The two companies — Concept Medical and Envision Scientific — have different holding structures. Concept Medical is run in partnership with Doshi’s Brazilian distributors, who he has known since 2001 at his previous role at Sahajanand. The Brazilian partners have invested the money, while Doshi has headed technology, which is remarkable considering Doshi has no medical background. Envision Scientific is co-promoted by Indian promoters, but Doshi is the bridge between the two as a founder of both, and the brain behind R&D. “I am personally involved with the team. Since I am constantly in touch with the market, I have market feedback. At the same time, I am connected to our scientific advisory board, so I act as the bridge between the R&D team and the market,” he says. His scientific advisory board includes authoritative names from the cardiovascular world such as Martin Leon, director, Center for Interventional Vascular Therapy, Columbia University. This helps Doshi with credibility, as doctors are often uncertain about collaborating with an Indian company, given India’s poor global reputation for innovation.

“There is always resistance abroad. However, the acceptability level is growing, and in countries like Italy it is very high. Italy is now delivering almost as much revenue as India,” he says. At the same time, Doshi is popularising his technology in Europe by entering into a partnership with two French and one Spanish company, which import the product from India and then market it under their brand name. “You won’t even see ‘Made in India’ anywhere on the box,” says Doshi. 
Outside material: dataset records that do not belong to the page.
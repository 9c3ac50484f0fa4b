//! Client-side replica of a state tree.
//!
//! [`ClientMirror`] applies the change records produced by
//! [`RootNode::encode_changes`] the way a browser would. [`project`] builds
//! the same shape from the server tree, so after every commit the two can be
//! compared with `==`.

use std::collections::{BTreeMap, HashMap};

use serde_json::Value as Json;
use statetree_core::wire::encode_value;
use statetree_core::{ChangeRecord, ChangeType, ContentSlot, NodeId, RootNode, StateNode};

/// Client id of the root node.
pub const ROOT_ID: NodeId = 1;

#[derive(Clone, Debug, PartialEq)]
pub enum ClientSlot {
    Value(Json),
    List(Vec<Json>),
    Lazy {
        start: usize,
        end: usize,
        items: Vec<Json>,
    },
}

pub type ClientNode = BTreeMap<String, ClientSlot>;

/// Nodes reachable from the root, by client id.
#[derive(Clone, Debug, Default, PartialEq)]
pub struct ClientTree {
    pub nodes: BTreeMap<NodeId, ClientNode>,
}

impl ClientTree {
    pub fn node(&self, id: NodeId) -> Option<&ClientNode> {
        self.nodes.get(&id)
    }

    pub fn len(&self) -> usize {
        self.nodes.len()
    }

    pub fn is_empty(&self) -> bool {
        self.nodes.is_empty()
    }
}

#[derive(Clone, Debug, PartialEq, thiserror::Error)]
pub enum MirrorError {
    #[error("record refers to unknown node {id}")]
    UnknownNode { id: NodeId },
    #[error("{kind:?} record for node {id} has no {field}")]
    MissingField {
        id: NodeId,
        kind: ChangeType,
        field: &'static str,
    },
    #[error("key {key} of node {id} does not hold a list")]
    NotAList { id: NodeId, key: String },
    #[error("key {key} of node {id} does not hold a lazy list")]
    NotLazy { id: NodeId, key: String },
    #[error("splice of {remove} at {index} does not fit list {key} of length {len}")]
    SpliceBounds {
        key: String,
        index: usize,
        remove: usize,
        len: usize,
    },
    #[error("malformed change records: {0}")]
    Malformed(String),
}

/// What a client knows after applying a sequence of change records.
#[derive(Clone, Debug)]
pub struct ClientMirror {
    nodes: HashMap<NodeId, ClientNode>,
    applied: usize,
}

impl Default for ClientMirror {
    fn default() -> Self {
        Self::new()
    }
}

impl ClientMirror {
    /// A client that has only seen the empty root.
    pub fn new() -> Self {
        let mut nodes = HashMap::new();
        nodes.insert(ROOT_ID, ClientNode::new());
        Self { nodes, applied: 0 }
    }

    /// Number of records applied so far.
    pub fn applied(&self) -> usize {
        self.applied
    }

    /// Applies a JSON array of change records.
    pub fn apply_json(&mut self, records: &Json) -> Result<(), MirrorError> {
        let records: Vec<ChangeRecord> = serde_json::from_value(records.clone())
            .map_err(|error| MirrorError::Malformed(error.to_string()))?;
        self.apply_all(&records)
    }

    pub fn apply_all(&mut self, records: &[ChangeRecord]) -> Result<(), MirrorError> {
        records.iter().try_for_each(|record| self.apply(record))
    }

    pub fn apply(&mut self, record: &ChangeRecord) -> Result<(), MirrorError> {
        match record.change_type {
            ChangeType::Create => {
                self.nodes.insert(record.id, ClientNode::new());
            }
            ChangeType::Put => {
                let slot = put_slot(record)?;
                let key = required(record.key.clone(), record, "key")?;
                self.node_mut(record.id)?.insert(key, slot);
            }
            ChangeType::Remove => {
                let key = required(record.key.as_ref(), record, "key")?;
                // Keys put and removed before the client saw them may be
                // reported as removed anyway.
                self.node_mut(record.id)?.remove(key);
            }
            ChangeType::Splice => self.splice(record)?,
            ChangeType::RangeStart | ChangeType::RangeEnd => self.set_range_bound(record)?,
        }
        self.applied += 1;
        Ok(())
    }

    pub fn node(&self, id: NodeId) -> Option<&ClientNode> {
        self.nodes.get(&id)
    }

    pub fn get(&self, id: NodeId, key: &str) -> Option<&ClientSlot> {
        self.nodes.get(&id)?.get(key)
    }

    /// Every node the client still holds, reachable or not.
    pub fn known_nodes(&self) -> usize {
        self.nodes.len()
    }

    /// The part of the replica reachable from the root.
    pub fn tree(&self) -> ClientTree {
        let mut tree = ClientTree::default();
        let mut pending = vec![ROOT_ID];
        while let Some(id) = pending.pop() {
            if tree.nodes.contains_key(&id) {
                continue;
            }
            let Some(node) = self.nodes.get(&id) else {
                continue;
            };
            pending.extend(node.values().flat_map(slot_children));
            tree.nodes.insert(id, node.clone());
        }
        tree
    }

    fn node_mut(&mut self, id: NodeId) -> Result<&mut ClientNode, MirrorError> {
        self.nodes.get_mut(&id).ok_or(MirrorError::UnknownNode { id })
    }

    fn splice(&mut self, record: &ChangeRecord) -> Result<(), MirrorError> {
        let key = required(record.key.as_ref(), record, "key")?;
        let index = required(record.index, record, "index")?;
        let remove = record.remove.unwrap_or(0);
        let values = match &record.value {
            Some(Json::Array(values)) => values.clone(),
            Some(other) => {
                return Err(MirrorError::Malformed(format!("splice value {other} is not an array")))
            }
            None => Vec::new(),
        };
        let id = record.id;
        let items = match self.node_mut(id)?.get_mut(key.as_str()) {
            Some(ClientSlot::List(items) | ClientSlot::Lazy { items, .. }) => items,
            _ => {
                return Err(MirrorError::NotAList {
                    id,
                    key: key.clone(),
                })
            }
        };
        if index + remove > items.len() {
            return Err(MirrorError::SpliceBounds {
                key: key.clone(),
                index,
                remove,
                len: items.len(),
            });
        }
        items.splice(index..index + remove, values);
        Ok(())
    }

    fn set_range_bound(&mut self, record: &ChangeRecord) -> Result<(), MirrorError> {
        let key = required(record.key.as_ref(), record, "key")?;
        let bound = required(record.value.as_ref().and_then(Json::as_u64), record, "value")? as usize;
        let id = record.id;
        match self.node_mut(id)?.get_mut(key.as_str()) {
            Some(ClientSlot::Lazy { start, end, .. }) => {
                if record.change_type == ChangeType::RangeStart {
                    *start = bound;
                } else {
                    *end = bound;
                }
                Ok(())
            }
            _ => Err(MirrorError::NotLazy {
                id,
                key: key.clone(),
            }),
        }
    }
}

fn required<T>(value: Option<T>, record: &ChangeRecord, field: &'static str) -> Result<T, MirrorError> {
    value.ok_or_else(|| MirrorError::MissingField {
        id: record.id,
        kind: record.change_type.clone(),
        field,
    })
}

fn put_slot(record: &ChangeRecord) -> Result<ClientSlot, MirrorError> {
    if record.lazy == Some(true) {
        return Ok(ClientSlot::Lazy {
            start: 0,
            end: 0,
            items: Vec::new(),
        });
    }
    Ok(match required(record.value.clone(), record, "value")? {
        Json::Array(items) => ClientSlot::List(items),
        value => ClientSlot::Value(value),
    })
}

/// Id inside a `{"node": id}` reference.
pub fn node_reference(value: &Json) -> Option<NodeId> {
    let object = value.as_object()?;
    if object.len() != 1 {
        return None;
    }
    object.get("node")?.as_u64().map(|id| id as NodeId)
}

fn slot_children(slot: &ClientSlot) -> Vec<NodeId> {
    match slot {
        ClientSlot::Value(value) => node_reference(value).into_iter().collect(),
        ClientSlot::List(items) | ClientSlot::Lazy { items, .. } => {
            items.iter().filter_map(node_reference).collect()
        }
    }
}

/// What a fully synchronized client should hold for `root`.
///
/// Follows the pruning configured on the tree: server-only nodes are known
/// to the client but empty, server-only keys and opted-out computed values
/// are left out.
pub fn project(root: &RootNode) -> ClientTree {
    let prune = root.config().prune_server_only;
    let resolve = |node| root.id_of(node);
    let mut tree = ClientTree::default();
    let mut pending: Vec<StateNode> = vec![StateNode::clone(root)];
    while let Some(node) = pending.pop() {
        if tree.nodes.contains_key(&node.id()) {
            continue;
        }
        if prune && node.is_server_only() {
            tree.nodes.insert(node.id(), ClientNode::new());
            continue;
        }
        let hide_computed = prune && node.is_computed_server_only();
        let mut client = ClientNode::new();
        for (key, slot) in node.content().entries {
            if prune && key.is_server_only() {
                continue;
            }
            let (slot, children) = match slot {
                ContentSlot::Computed(_) if hide_computed => continue,
                ContentSlot::Value(value) | ContentSlot::Computed(value) => {
                    (ClientSlot::Value(encode_value(&value, &resolve)), vec![value])
                }
                ContentSlot::List(items) => (
                    ClientSlot::List(items.iter().map(|item| encode_value(item, &resolve)).collect()),
                    items,
                ),
                ContentSlot::Lazy { start, end, items } => (
                    ClientSlot::Lazy {
                        start,
                        end,
                        items: items.iter().map(|item| encode_value(item, &resolve)).collect(),
                    },
                    items,
                ),
            };
            pending.extend(
                children
                    .iter()
                    .filter_map(|value| value.as_node())
                    .filter_map(|child| root.node(child)),
            );
            client.insert(key.to_string(), slot);
        }
        tree.nodes.insert(node.id(), client);
    }
    tree
}

#[cfg(test)]
mod tests {
    use serde_json::json;

    use super::*;

    #[test]
    fn records_rebuild_the_tree() {
        let mut mirror = ClientMirror::new();
        mirror
            .apply_json(&json!([
                {"type": "create", "id": 2},
                {"type": "put", "id": 2, "key": "tag", "value": "li"},
                {"type": "put", "id": 1, "key": "items", "value": [{"node": 2}, 7]},
                {"type": "splice", "id": 1, "key": "items", "index": 1, "remove": 1, "value": [8, 9]},
                {"type": "put", "id": 1, "key": "rows", "lazy": true},
                {"type": "rangeStart", "id": 1, "key": "rows", "value": 5},
                {"type": "rangeEnd", "id": 1, "key": "rows", "value": 6},
            ]))
            .unwrap();

        assert_eq!(mirror.applied(), 7);
        assert_eq!(
            mirror.get(ROOT_ID, "items"),
            Some(&ClientSlot::List(vec![json!({"node": 2}), json!(8), json!(9)]))
        );
        assert_eq!(
            mirror.get(ROOT_ID, "rows"),
            Some(&ClientSlot::Lazy {
                start: 5,
                end: 6,
                items: Vec::new()
            })
        );
        assert_eq!(mirror.tree().len(), 2);

        mirror
            .apply_json(&json!([{"type": "splice", "id": 1, "key": "items", "index": 0, "remove": 1}]))
            .unwrap();
        assert_eq!(mirror.tree().len(), 1);
        assert_eq!(mirror.known_nodes(), 2);
    }

    #[test]
    fn bad_records_are_reported() {
        let mut mirror = ClientMirror::new();
        assert_eq!(
            mirror.apply_json(&json!([{"type": "put", "id": 4, "key": "a", "value": 1}])),
            Err(MirrorError::UnknownNode { id: 4 })
        );
        assert_eq!(
            mirror.apply_json(&json!([{"type": "splice", "id": 1, "key": "a", "index": 0}])),
            Err(MirrorError::NotAList {
                id: 1,
                key: "a".to_owned()
            })
        );
        assert!(matches!(
            mirror.apply_json(&json!([{"type": "rename", "id": 1}])),
            Err(MirrorError::Malformed(_))
        ));
        assert_eq!(mirror.applied(), 0);
    }
}
/// Value of a key before the transaction, given that `ops[first_remove]` is
/// the first remove logged for it. Only list changes can precede it.
fn pre_transaction_value(key: &Key, ops: &[&NodeChange], first_remove: usize) -> SlotValue {
    let NodeChange::Remove(remove) = ops[first_remove] else {
        unreachable!("{key} has no remove at {first_remove}");
    };
    match &remove.value {
        SlotValue::List(items) => {
            let mut items = items.clone();
            unreplay(key, &mut items, &ops[..first_remove]);
            SlotValue::List(items)
        }
        value => value.clone(),
    }
}

/// Reverts list changes on `items`, last change first.
fn unreplay(key: &Key, items: &mut Vec<Value>, ops: &[&NodeChange]) {
    for op in ops.iter().rev() {
        match op {
            NodeChange::ListInsert(change) => {
                check_index(key, change.index, items.len());
                items.remove(change.index);
            }
            NodeChange::ListInsertMany(change) => {
                check_index(key, change.index + change.values.len(), items.len() + 1);
                items.drain(change.index..change.index + change.values.len());
            }
            NodeChange::ListRemove(change) => {
                check_index(key, change.index, items.len() + 1);
                items.insert(change.index, change.value.clone());
            }
            NodeChange::ListReplace(change) => {
                check_index(key, change.index, items.len());
                items[change.index] = change.old_value.clone();
            }
            _ => {}
        }
    }
}

/// Emits the last range start and end logged in `ops`.
fn push_range_bounds(key: &Key, ops: &[&NodeChange], out: &mut Vec<NodeChange>) {
    let start = ops.iter().rev().find_map(|op| match op {
        NodeChange::RangeStart(change) => Some(change.start),
        _ => None,
    });
    let end = ops.iter().rev().find_map(|op| match op {
        NodeChange::RangeEnd(change) => Some(change.end),
        _ => None,
    });
    if let Some(start) = start {
        out.push(NodeChange::RangeStart(RangeStartChange { key: key.clone(), start }));
    }
    if let Some(end) = end {
        out.push(NodeChange::RangeEnd(RangeEndChange { key: key.clone(), end }));
    }
}

/// Full contents of a node the client has not seen.
fn creation_changes(entry: &NodeLog) -> Vec<NodeChange> {
    let Some(content) = &entry.content else {
        return Vec::new();
    };
    let mut out = Vec::with_capacity(content.entries.len());
    for (key, slot) in &content.entries {
        match slot {
            ContentSlot::Value(value) => out.push(NodeChange::put(key, value.clone())),
            ContentSlot::List(items) => out.push(NodeChange::put(key, SlotValue::List(items.clone()))),
            ContentSlot::Lazy { start, end, items } => {
                out.push(NodeChange::put(key, SlotValue::LazyList));
                out.push(NodeChange::RangeStart(RangeStartChange { key: key.clone(), start: *start }));
                out.push(NodeChange::RangeEnd(RangeEndChange { key: key.clone(), end: *end }));
                if !items.is_empty() {
                    out.push(NodeChange::list_insert_many(key, 0, items.clone()));
                }
            }
            ContentSlot::Computed(value) => out.push(NodeChange::Put(PutChange {
                key: key.clone(),
                value: SlotValue::Value(value.clone()),
                computed: true,
            })),
        }
    }
    out
}

#[cfg(test)]
#[path = "tests/optimizer_tests.rs"]
mod tests;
Going ahead, Doshi plans to develop a drug-coated balloon that addresses inflammation after kidney transplants. “Generally, narrowing happens after renal transplant. It’s the same problem, except it’s in the renal area. We are trying to come up with a solution where balloon inflates after transplantation, and delivers the drug which remains for 45 days. You don’t have to take the tablet,” he says.
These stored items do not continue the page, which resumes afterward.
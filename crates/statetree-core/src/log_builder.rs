use crate::change::{NodeChange, NodeChangeVisitor};
use crate::collections::ordered::IndexMap;
use crate::key::Key;
use crate::node::{NodeContent, StateNode};
use crate::value::{NodeId, NodeRef, UNATTACHED};

/// Everything the optimizer needs to know about one node of a commit.
#[derive(Clone, Debug, PartialEq)]
pub struct NodeLog {
    pub node: NodeRef,
    /// Id the client knew the node by before the commit.
    pub start_id: NodeId,
    /// Id after the commit; `0` when the node ended up detached.
    pub end_id: NodeId,
    pub changes: Vec<NodeChange>,
    /// Full contents, captured for nodes that are new to the client.
    pub content: Option<NodeContent>,
    /// Client-visible length of every list key touched by a list change.
    pub list_lengths: Vec<(Key, usize)>,
    pub server_only: bool,
    pub computed_server_only: bool,
}

impl NodeLog {
    /// The client has not seen the node under its final id.
    pub fn is_created(&self) -> bool {
        self.end_id != UNATTACHED && self.start_id != self.end_id
    }

    pub fn list_length(&self, key: &Key) -> Option<usize> {
        self.list_lengths
            .iter()
            .find(|(existing, _)| existing == key)
            .map(|(_, len)| *len)
    }
}

/// Per-node change lists of one or more commit rounds, in first-touched
/// order.
#[derive(Clone, Debug, Default, PartialEq)]
pub struct ChangeLog {
    pub(crate) nodes: Vec<NodeLog>,
}

impl ChangeLog {
    pub fn nodes(&self) -> &[NodeLog] {
        &self.nodes
    }

    pub fn node(&self, node: NodeRef) -> Option<&NodeLog> {
        self.nodes.iter().find(|log| log.node == node)
    }

    pub fn len(&self) -> usize {
        self.nodes.len()
    }

    pub fn is_empty(&self) -> bool {
        self.nodes.is_empty()
    }
}

/// Visitor collecting committed changes into a [`ChangeLog`].
///
/// Pass it to [`RootNode::commit_with`](crate::RootNode::commit_with); it
/// can stay in place across several commits to accumulate their logs.
#[derive(Default)]
pub struct TransactionLogBuilder {
    nodes: IndexMap<NodeRef, NodeLog>,
}

impl TransactionLogBuilder {
    pub fn new() -> Self {
        Self::default()
    }

    pub fn changes_for(&self, node: NodeRef) -> &[NodeChange] {
        self.nodes
            .get(&node)
            .map_or(&[], |log| log.changes.as_slice())
    }

    pub fn touched(&self) -> impl Iterator<Item = NodeRef> + '_ {
        self.nodes.keys().copied()
    }

    pub fn is_empty(&self) -> bool {
        self.nodes.is_empty()
    }

    pub fn build(self) -> ChangeLog {
        ChangeLog {
            nodes: self.nodes.into_values().collect(),
        }
    }
}

impl NodeChangeVisitor for TransactionLogBuilder {
    fn visit_node(&mut self, node: &StateNode, changes: &[NodeChange]) {
        let current_id = node.id();
        let entry = self.nodes.entry(node.node_ref()).or_insert_with(|| {
            let start_id = changes
                .iter()
                .find_map(|change| match change {
                    NodeChange::Id(change) => Some(change.old_id),
                    _ => None,
                })
                .unwrap_or(current_id);
            NodeLog {
                node: node.node_ref(),
                start_id,
                end_id: current_id,
                changes: Vec::new(),
                content: None,
                list_lengths: Vec::new(),
                server_only: false,
                computed_server_only: false,
            }
        });
        entry.changes.extend(changes.iter().cloned());
        entry.end_id = current_id;
        entry.server_only = node.is_server_only();
        entry.computed_server_only = node.is_computed_server_only();

        for change in changes {
            let is_list = change.is_list_op()
                || matches!(change, NodeChange::RangeStart(_) | NodeChange::RangeEnd(_));
            let Some(key) = change.key().filter(|_| is_list) else {
                continue;
            };
            let len = node.list_len(key).unwrap_or(0);
            match entry.list_lengths.iter_mut().find(|(existing, _)| existing == key) {
                Some(known) => known.1 = len,
                None => entry.list_lengths.push((key.clone(), len)),
            }
        }
        entry.content = entry.is_created().then(|| node.content());
    }
}
//! JSON projection of an [`OptimizedLog`].
//!
//! The log becomes a flat array of change records:
//!
//! ```text
//! {"type":"create","id":3}
//! {"type":"put","id":3,"key":"tag","value":"div"}
//! {"type":"put","id":3,"key":"children","value":[{"node":4}]}
//! {"type":"put","id":3,"key":"rows","lazy":true}
//! {"type":"remove","id":3,"key":"title"}
//! {"type":"splice","id":3,"key":"children","index":1,"remove":1,"value":[{"node":5}]}
//! {"type":"rangeStart","id":3,"key":"rows","value":20}
//! ```
//!
//! A `create` record precedes the first record on or referencing a node the
//! client has not seen. Node values are encoded as `{"node": id}`.

use serde::{Deserialize, Serialize};

use crate::change::NodeChange;
use crate::collections::map::HashSet;
use crate::key::Key;
use crate::optimizer::OptimizedLog;
use crate::value::{NodeId, NodeRef, SlotValue, Value};

#[derive(Clone, Debug, PartialEq, Serialize, Deserialize)]
#[serde(rename_all = "camelCase")]
pub enum ChangeType {
    Create,
    Put,
    Remove,
    Splice,
    RangeStart,
    RangeEnd,
}

#[derive(Clone, Debug, PartialEq, Serialize, Deserialize)]
pub struct ChangeRecord {
    #[serde(rename = "type")]
    pub change_type: ChangeType,
    pub id: NodeId,
    #[serde(skip_serializing_if = "Option::is_none")]
    pub key: Option<String>,
    #[serde(skip_serializing_if = "Option::is_none")]
    pub index: Option<usize>,
    #[serde(skip_serializing_if = "Option::is_none")]
    pub remove: Option<usize>,
    #[serde(skip_serializing_if = "Option::is_none")]
    pub lazy: Option<bool>,
    #[serde(skip_serializing_if = "Option::is_none")]
    pub value: Option<serde_json::Value>,
}

impl ChangeRecord {
    fn new(change_type: ChangeType, id: NodeId) -> Self {
        Self {
            change_type,
            id,
            key: None,
            index: None,
            remove: None,
            lazy: None,
            value: None,
        }
    }

    fn keyed(change_type: ChangeType, id: NodeId, key: &Key) -> Self {
        Self {
            key: Some(key.to_string()),
            ..Self::new(change_type, id)
        }
    }
}

/// Builds the change records for `log`; `resolve` maps nodes to client ids.
pub fn change_records(log: &OptimizedLog, resolve: impl Fn(NodeRef) -> NodeId) -> Vec<ChangeRecord> {
    let created: HashSet<NodeId> = log
        .iter()
        .filter(|entry| entry.created)
        .map(|entry| entry.id)
        .collect();
    let mut announced: HashSet<NodeId> = HashSet::default();
    let mut records = Vec::new();
    let mut announce = |id: NodeId, records: &mut Vec<ChangeRecord>| {
        if created.contains(&id) && announced.insert(id) {
            records.push(ChangeRecord::new(ChangeType::Create, id));
        }
    };

    for entry in log.iter() {
        announce(entry.id, &mut records);
        for change in &entry.changes {
            for node in change.new_values().iter().filter_map(Value::as_node) {
                announce(resolve(node), &mut records);
            }
            if let Some(record) = encode_change(entry.id, change, &resolve) {
                records.push(record);
            }
        }
    }
    records
}

/// Encodes `log` as a JSON array of change records.
pub fn encode_changes(
    log: &OptimizedLog,
    resolve: impl Fn(NodeRef) -> NodeId,
) -> Result<serde_json::Value, serde_json::Error> {
    serde_json::to_value(change_records(log, resolve))
}

fn encode_change(id: NodeId, change: &NodeChange, resolve: &impl Fn(NodeRef) -> NodeId) -> Option<ChangeRecord> {
    let record = match change {
        NodeChange::Put(change) => {
            let mut record = ChangeRecord::keyed(ChangeType::Put, id, &change.key);
            match &change.value {
                SlotValue::Value(value) => record.value = Some(encode_value(value, resolve)),
                SlotValue::List(values) => record.value = Some(encode_values(values, resolve)),
                SlotValue::LazyList => record.lazy = Some(true),
            }
            record
        }
        NodeChange::Remove(change) => ChangeRecord::keyed(ChangeType::Remove, id, &change.key),
        NodeChange::ListInsert(change) => ChangeRecord {
            index: Some(change.index),
            value: Some(encode_values(std::slice::from_ref(&change.value), resolve)),
            ..ChangeRecord::keyed(ChangeType::Splice, id, &change.key)
        },
        NodeChange::ListInsertMany(change) => ChangeRecord {
            index: Some(change.index),
            value: Some(encode_values(&change.values, resolve)),
            ..ChangeRecord::keyed(ChangeType::Splice, id, &change.key)
        },
        NodeChange::ListRemove(change) => ChangeRecord {
            index: Some(change.index),
            remove: Some(1),
            ..ChangeRecord::keyed(ChangeType::Splice, id, &change.key)
        },
        NodeChange::ListReplace(change) => ChangeRecord {
            index: Some(change.index),
            remove: Some(1),
            value: Some(encode_values(std::slice::from_ref(&change.new_value), resolve)),
            ..ChangeRecord::keyed(ChangeType::Splice, id, &change.key)
        },
        NodeChange::RangeStart(change) => ChangeRecord {
            value: Some(change.start.into()),
            ..ChangeRecord::keyed(ChangeType::RangeStart, id, &change.key)
        },
        NodeChange::RangeEnd(change) => ChangeRecord {
            value: Some(change.end.into()),
            ..ChangeRecord::keyed(ChangeType::RangeEnd, id, &change.key)
        },
        NodeChange::Parent(_) | NodeChange::Id(_) => return None,
    };
    Some(record)
}

fn encode_values(values: &[Value], resolve: &impl Fn(NodeRef) -> NodeId) -> serde_json::Value {
    serde_json::Value::Array(values.iter().map(|value| encode_value(value, resolve)).collect())
}

pub fn encode_value(value: &Value, resolve: &impl Fn(NodeRef) -> NodeId) -> serde_json::Value {
    match value {
        Value::Bool(value) => (*value).into(),
        Value::Int(value) => (*value).into(),
        Value::Double(value) => serde_json::Number::from_f64(*value)
            .map_or(serde_json::Value::Null, serde_json::Value::Number),
        Value::Str(value) => serde_json::Value::String(value.to_string()),
        Value::Node(node) => serde_json::json!({ "node": resolve(*node) }),
    }
}

#[cfg(test)]
mod tests {
    use serde_json::json;

    use crate::RootNode;

    #[test]
    fn new_child_is_created_before_it_is_referenced() {
        let root = RootNode::new();
        let child = root.create_node();
        child.put("tag", "span").unwrap();
        root.put("child", &child).unwrap();

        let encoded = root.encode_changes().unwrap();
        assert_eq!(
            encoded,
            json!([
                {"type": "create", "id": 2},
                {"type": "put", "id": 2, "key": "tag", "value": "span"},
                {"type": "put", "id": 1, "key": "child", "value": {"node": 2}},
            ])
        );
    }

    #[test]
    fn server_only_node_is_created_empty() {
        let root = RootNode::new();
        let hidden = root.create_node();
        hidden.mark_server_only().unwrap();
        hidden.put("secret", 1).unwrap();
        root.put("hidden", &hidden).unwrap();

        assert_eq!(
            root.encode_changes().unwrap(),
            json!([
                {"type": "create", "id": 2},
                {"type": "put", "id": 1, "key": "hidden", "value": {"node": 2}},
            ])
        );
    }

    #[test]
    fn list_changes_become_splices() {
        let root = RootNode::new();
        let list = root.get_multi_valued("items").unwrap();
        list.add(1).unwrap();
        list.add(2).unwrap();
        root.commit();

        list.remove(0).unwrap();
        list.set(0, 5).unwrap();
        list.add(3).unwrap();
        let encoded = root.encode_changes().unwrap();
        assert_eq!(
            encoded,
            json!([
                {"type": "splice", "id": 1, "key": "items", "index": 0, "remove": 1},
                {"type": "splice", "id": 1, "key": "items", "index": 0, "remove": 1, "value": [5]},
                {"type": "splice", "id": 1, "key": "items", "index": 1, "value": [3]},
            ])
        );
    }

    #[test]
    fn removed_key_and_doubles() {
        let root = RootNode::new();
        root.put("gone", true).unwrap();
        root.commit();
        root.remove("gone").unwrap();
        root.put("ratio", 0.5).unwrap();
        let encoded = root.encode_changes().unwrap();
        assert_eq!(
            encoded,
            json!([
                {"type": "remove", "id": 1, "key": "gone"},
                {"type": "put", "id": 1, "key": "ratio", "value": 0.5},
            ])
        );
    }
}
He is also developing a completely dissolvable stent called IMBIBE. While similar products already exist, Doshi is addressing some of the deficiencies in the current generation of products. Evidently, Doshi has an agile mind, an amalgamation of sound technical knowledge and canny Gujarati business instinct, always on the lookout for technological opportunities in the limitations of current products. He points at his smartphone and says, “When Graham Bell invented the telephone, could he have imagined it would lead to this?” Doshi realises that technological improvements are essentially incremental, and it is this attitude that lies at the very heart of innovation.